In the time it takes you to read this article, about three hundred people will have risen out of extreme poverty, and it’s been happening for the past 25 years. You won’t hear about it on the news or see it celebrated across social media. And yet, according to Bill Gates, it’s “among the most underappreciated and most important developments of our generation.”
Bill Gates is an optimist in part because some of the books he’s read in 2018 give him hope.

1. Enlightenment Now by Steven Pinker
Earlier this year I sat down with Harvard psychologist Steven Pinker after Bill Gates said Enlightenment Now is his favorite book of all time. According to Pinker, if you consume negative news constantly, research shows you’ll become gloomy. You’ll make poor decisions. You’ll experience higher levels of anxiety, a worse mood, and more hostility. Worst of all, you’ll spread these emotions to others. These aren’t exactly the traits of a successful entrepreneur.
Pinker explains that a “mental bug” is to blame. Simply put, “bad is stronger than good.” Instead of focusing on the abundance that surrounds us every moment of every day, we’re more likely to share bad news, consume bad news and let bad news effect our moods and decisions.
Pinker’s right. I was a television news anchor for fifteen years. The only time I covered good news was around the holidays or at the end of a newscast when we found video of a firefighter rescuing a cat in a tree. Good news isn’t “news” because it happens every second of every day. And that’s why, according to Pinker, “The world has made spectacular progress in every single measure of human well-being and…almost no one knows about it.”
2. Factfulness by Hans Rosling
Bill Gates loves this book so much, he gave a free copy to every U.S. college graduate who wanted it.
Rosling–the late statistician and data scientist–writes that the standard of living for most people in world is getting so much better that “We should have a party. A big party!” Instead, he says, “we are gloomy.” Why? Again, the negativity instinct kicks in where bad is stronger than good.
Rosling says our brains are wired to jump to conclusions–even when those conclusions are factually wrong. Our brains are wired to tune in to dramatic stories, threats and bad news. These were useful instincts thousands of years ago, but it results in excessive worry and poor decisions in the present.
The big takeaway from Rosling’s book is that most people don’t know the world is getting better. For decades, Rosling surveyed thousands of people around the world and asked basic questions about poverty, wealthy, violence, death, health, education, etc. In every survey, most people simply don’t know that the world is much better in nearly every way. “Every group of people I ask thinks the world is more frightening, more violent, and more hopeless than it really is,” writes Rosling.

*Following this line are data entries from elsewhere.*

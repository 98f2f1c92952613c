use super::PaychError;
use crate::identity::Address;
use crate::voucher::{SignedVoucher, TokenAmount, VoucherInfo};
use serde::{Deserialize, Serialize};

/// Local bookkeeping for one payment channel, keyed by its ledger address
#[derive(Clone, Debug, PartialEq, Eq, Serialize, Deserialize)]
pub struct ChannelInfo {
    from: Address,
    to: Address,
    next_lane: u64,
    next_nonce: u64,
    unique_addr: Address,
    vouchers: Vec<VoucherInfo>,
}

impl ChannelInfo {
    /// Record for a channel this node created: no lanes allocated yet
    pub fn new(from: Address, to: Address, unique_addr: Address) -> Self {
        Self {
            from,
            to,
            next_lane: 0,
            next_nonce: 1,
            unique_addr,
            vouchers: Vec::new(),
        }
    }

    /// Record for a channel first seen through an incoming voucher.
    ///
    /// The voucher implicitly allocates lane 0 and consumes a nonce for
    /// itself, so lane and nonce counters start one step ahead.
    pub fn bootstrap(from: Address, to: Address, unique_addr: Address, first: VoucherInfo) -> Self {
        Self {
            from,
            to,
            next_lane: 1,
            next_nonce: 2,
            unique_addr,
            vouchers: vec![first],
        }
    }

    /// Payer
    pub fn from(&self) -> &Address {
        &self.from
    }

    /// Payee
    pub fn to(&self) -> &Address {
        &self.to
    }

    pub fn next_lane(&self) -> u64 {
        self.next_lane
    }

    pub fn next_nonce(&self) -> u64 {
        self.next_nonce
    }

    pub fn unique_addr(&self) -> &Address {
        &self.unique_addr
    }

    /// Stored vouchers in acceptance order
    pub fn vouchers(&self) -> &[VoucherInfo] {
        &self.vouchers
    }

    /// Claim the next lane, consuming one nonce
    pub fn allocate_lane(&mut self) -> u64 {
        let lane = self.next_lane;
        self.next_lane += 1;
        self.next_nonce += 1;
        lane
    }

    /// Highest amount across every stored voucher, on any lane
    pub fn largest_voucher_amount(&self) -> TokenAmount {
        self.vouchers
            .iter()
            .map(|v| v.voucher.amount())
            .max()
            .cloned()
            .unwrap_or_default()
    }

    pub fn has_voucher(&self, voucher: &SignedVoucher) -> bool {
        self.vouchers.iter().any(|v| v.voucher.same_payment(voucher))
    }

    fn check_lane(&self, voucher: &SignedVoucher) -> Result<(), PaychError> {
        if voucher.lane() >= self.next_lane {
            return Err(PaychError::InvalidLane {
                lane: voucher.lane(),
                next_lane: self.next_lane,
            });
        }
        Ok(())
    }

    fn check_duplicate(&self, voucher: &SignedVoucher) -> Result<(), PaychError> {
        if self.has_voucher(voucher) {
            return Err(PaychError::DuplicateVoucher {
                lane: voucher.lane(),
                nonce: voucher.nonce(),
            });
        }
        Ok(())
    }

    fn push_voucher(&mut self, voucher: SignedVoucher, proof: Option<Vec<u8>>) {
        self.next_nonce += 1;
        self.vouchers.push(VoucherInfo::new(voucher, proof));
    }

    /// Store a voucher this node issued itself. No amount check is made.
    pub fn record_voucher(&mut self, voucher: &SignedVoucher) -> Result<(), PaychError> {
        self.check_lane(voucher)?;
        self.check_duplicate(voucher)?;
        self.push_voucher(voucher.clone(), None);
        Ok(())
    }

    /// Validate and store an incoming voucher, returning the newly payable amount.
    ///
    /// The increment is measured against the largest voucher on any lane and
    /// may not exceed `expected`. The record is unchanged on error.
    pub fn accept_voucher(
        &mut self,
        voucher: &SignedVoucher,
        proof: Option<Vec<u8>>,
        expected: &TokenAmount,
    ) -> Result<TokenAmount, PaychError> {
        self.check_lane(voucher)?;

        let largest = self.largest_voucher_amount();
        let delta = voucher.amount() - &largest;
        if expected < &delta {
            return Err(PaychError::InsufficientIncrement {
                expected: expected.clone(),
                delta,
            });
        }

        self.check_duplicate(voucher)?;
        self.push_voucher(voucher.clone(), proof);
        Ok(delta)
    }
}
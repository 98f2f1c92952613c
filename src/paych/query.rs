use super::{ChannelInfo, Manager, PaychError};
use crate::identity::Address;
use crate::storage::{ChannelStore, StoreError};

/// First record whose parties are exactly (payer, payee).
///
/// Scans every record. More than one match is possible when two creations
/// for the same pair raced; which one is returned is then unspecified.
pub fn find_by_accounts(
    store: &ChannelStore,
    payer: &Address,
    payee: &Address,
) -> Result<Option<ChannelInfo>, StoreError> {
    Ok(store
        .list()?
        .into_iter()
        .find(|info| info.from() == payer && info.to() == payee))
}

impl Manager {
    /// Look up a channel by its parties
    pub fn get_payment_channel_by_accounts(
        &self,
        payer: &Address,
        payee: &Address,
    ) -> Result<Option<ChannelInfo>, PaychError> {
        Ok(find_by_accounts(&self.store, payer, payee)?)
    }

    /// Record of a channel; `NotFound` if this node has none
    pub fn get_payment_channel_info(&self, paych: &Address) -> Result<ChannelInfo, PaychError> {
        Ok(self.store.get(paych)?)
    }

    pub fn channel_exists(&self, paych: &Address) -> Result<bool, PaychError> {
        Ok(self.store.has(paych)?)
    }

    /// Snapshot of every channel record
    pub fn list_channels(&self) -> Result<Vec<ChannelInfo>, PaychError> {
        Ok(self.store.list()?)
    }
}
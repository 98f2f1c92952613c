// Manager - payment channel façade
// Owns the channel store and the ledger collaborators; lane allocation,
// voucher accounting, channel lifecycle and queries are implemented in the
// sibling modules as further `impl Manager` blocks.

use super::{ManagerConfig, PaychError};
use crate::chain::{ActorStateViewer, MessageId, MessageSender, MessageWaiter};
use crate::identity::Address;
use crate::storage::ChannelStore;
use dashmap::{DashMap, DashSet};
use std::sync::Arc;
use tokio::sync::broadcast;
use tokio::task::JoinHandle;

// ============================================================================
// MANAGER EVENTS
// ============================================================================

/// Outcomes of background work, broadcast to subscribers
#[derive(Clone, Debug, PartialEq, Eq)]
pub enum ManagerEvent {
    /// A create message was confirmed and the channel record written
    ChannelCreated {
        message_id: MessageId,
        channel: Address,
        from: Address,
        to: Address,
    },
    /// A create message did not produce a channel record
    ChannelCreationFailed {
        message_id: MessageId,
        from: Address,
        to: Address,
        error: String,
    },
}

// ============================================================================
// MANAGER
// ============================================================================

/// Payment channel manager.
///
/// Safe to share across tasks and threads; all shared state lives in the
/// channel store, which serializes writers per channel.
pub struct Manager {
    pub(super) store: ChannelStore,
    pub(super) sender: Arc<dyn MessageSender>,
    pub(super) waiter: Arc<dyn MessageWaiter>,
    pub(super) viewer: Arc<dyn ActorStateViewer>,
    pub(super) config: ManagerConfig,
    /// (payer, payee) pairs with a create message in flight
    pub(super) creating: Arc<DashSet<(Address, Address)>>,
    /// Background creation tasks by create message id
    pub(super) creations: DashMap<MessageId, JoinHandle<Result<Address, PaychError>>>,
    pub(super) events: broadcast::Sender<ManagerEvent>,
}

impl Manager {
    /// Create a manager over an open channel store
    pub fn new(
        store: ChannelStore,
        sender: Arc<dyn MessageSender>,
        waiter: Arc<dyn MessageWaiter>,
        viewer: Arc<dyn ActorStateViewer>,
        config: ManagerConfig,
    ) -> Result<Self, PaychError> {
        config.validate()?;
        let (events, _) = broadcast::channel(config.event_capacity);
        Ok(Self {
            store,
            sender,
            waiter,
            viewer,
            config,
            creating: Arc::new(DashSet::new()),
            creations: DashMap::new(),
            events,
        })
    }

    pub fn config(&self) -> &ManagerConfig {
        &self.config
    }

    /// Subscribe to background outcomes from this point on
    pub fn subscribe(&self) -> broadcast::Receiver<ManagerEvent> {
        self.events.subscribe()
    }
}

3. It’s Better Than It Looks by Gregg Easterbrook
Easterbrook’s book opens with a quote from the eternal optimist, Franklin Delano Roosevelt: “The great fact to remember is that the trend of civilization is forever upward.”
Optimism, says Easterbrook, doesn’t mean that you shouldn’t worry about anything ever again. Instead, optimism should gives you the confidence that you can handle any problem that comes your way.
Easterbrook’s book explains why Americans feel worse off today even though they’re better off–statistically–than ever before. According to Easterbrook, a generation ago your parents and grandparents got bad news once a day in the form of the morning paper or perhaps the nightly news on one of three networks. Today, the 24-hour news cycle and social media at our fingertips brings a never-ending cascade of bad news which, remember, is stronger than good.
“Every day we’re bludgeoned by news of how bad everything is…yet, we’ve made more progress over the last 100 years than in the first 100,000,” writes Easterbrook.